--- Description of the task ---
Return exactly the span of lines in the following data that opens with the line containing "let out = prf_p_hash(&secret, &seed, 100)?;" and closes with the line containing "let server_random = [0x02u8; 32];". Include nothing else.

===== Supplied records =====

use super::*;

fn decode_hex(s: &str) -> Vec<u8> {
    (0..s.len())
        .step_by(2)
        .map(|i| u8::from_str_radix(&s[i..i + 2], 16).unwrap())
        .collect()
}

#[test]
fn test_prf_p_hash_sha256() -> Result<()> {
    let secret = decode_hex("9bbe436ba940f017b17652849a71db35");
    let mut seed = b"test label".to_vec();
    seed.extend_from_slice(&decode_hex("a0ba9f936cda311827a6f796ffd5198c"));

    let expected = decode_hex(
        "e3f229ba727be17b8d122620557cd453c2aab21d07c3d495329b52d4e61edb5a\
         6b301791e90d35c9c9a46b4e14baf9af0fa022f7077def17abfd3797c0564bab\
         4fbc91666e9def9b97fce34f796789baa48082d122ee42c5a72e5a5110fff701\
         87347b66",
    );

    let out = prf_p_hash(&secret, &seed, 100)?;
    assert_eq!(out, expected);
    Ok(())
}

#[test]
fn test_prf_encryption_keys_layout() -> Result<()> {
    let master_secret = [0x0bu8; 48];
    let client_random = [0x01u8; 32];
    let server_random = [0x02u8; 32];

    let keys = prf_encryption_keys(&master_secret, &client_random, &server_random, 0, 16, 4)?;
    assert!(keys.client_mac_key.is_empty());
    assert_eq!(keys.client_write_key.len(), 16);
    assert_eq!(keys.server_write_iv.len(), 4);

    let mut seed = b"key expansion".to_vec();
    seed.extend_from_slice(&server_random);
    seed.extend_from_slice(&client_random);
    let block = prf_p_hash(&master_secret, &seed, 40)?;
    assert_eq!(keys.client_write_key, block[..16].to_vec());
    assert_eq!(keys.server_write_key, block[16..32].to_vec());
    assert_eq!(keys.client_write_iv, block[32..36].to_vec());
    assert_eq!(keys.server_write_iv, block[36..40].to_vec());

    Ok(())
}

#[test]
fn test_prf_verify_data() -> Result<()> {
    let master_secret = [0x0bu8; 48];
    let client = prf_verify_data_client(&master_secret, b"transcript")?;
    let server = prf_verify_data_server(&master_secret, b"transcript")?;
    assert_eq!(client.len(), 12);
    assert_eq!(server.len(), 12);
    assert_ne!(client, server);
    Ok(())
}
use super::*;
use stun::dtls_in_stun::{DtlsInStun, DtlsInStunAck};
use stun::fingerprint::*;
use stun::integrity::*;
use stun::xoraddr::*;

use crate::attributes::{control::*, priority::*, use_candidate::*};
use crate::candidate::candidate_peer_reflexive::CandidatePeerReflexiveConfig;
use crate::network_type::UDP;

fn assert_inbound_username(m: &Message, expected_username: &str) -> Result<()> {
    let username = Username::get_from_as(m, ATTR_USERNAME)?;

    // Before the remote ufrag is known only our own half can be verified.
    let matches = if let Some(prefix) = expected_username.strip_suffix(':') {
        username
            .text
            .split_once(':')
            .is_some_and(|(local, _)| local == prefix)
    } else {
        username.text == expected_username
    };

    if !matches {
        return Err(Error::Other(format!(
            "{:?} expected({}) actual({})",
            Error::ErrMismatchUsername,
            expected_username,
            username,
        )));
    }

    Ok(())
}

fn assert_inbound_message_integrity(m: &mut Message, key: &[u8]) -> Result<()> {
    let message_integrity_attr = MessageIntegrity(key.to_vec());
    message_integrity_attr.check(m)
}

/// PRIORITY sent in checks: the priority a peer reflexive candidate learned
/// from this check would get.
fn peer_reflexive_priority(component: u16) -> u32 {
    (1 << 24) * u32::from(CandidateType::PeerReflexive.preference())
        + (1 << 8) * u32::from(DEFAULT_LOCAL_PREFERENCE)
        + (256 - u32::from(component))
}
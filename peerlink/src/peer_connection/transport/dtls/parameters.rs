use serde::{Deserialize, Serialize};

use super::fingerprint::*;
use super::role::*;

/// What the remote description asserts about its DTLS endpoint.
#[derive(Default, Debug, Clone, PartialEq, Eq, Serialize, Deserialize)]
pub struct DTLSParameters {
    pub role: RTCDtlsRole,
    pub fingerprints: Vec<RTCDtlsFingerprint>,
}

=====

--- Solution for this task ---
    let out = prf_p_hash(&secret, &seed, 100)?;
    assert_eq!(out, expected);
    Ok(())
}

#[test]
fn test_prf_encryption_keys_layout() -> Result<()> {
    let master_secret = [0x0bu8; 48];
    let client_random = [0x01u8; 32];
    let server_random = [0x02u8; 32];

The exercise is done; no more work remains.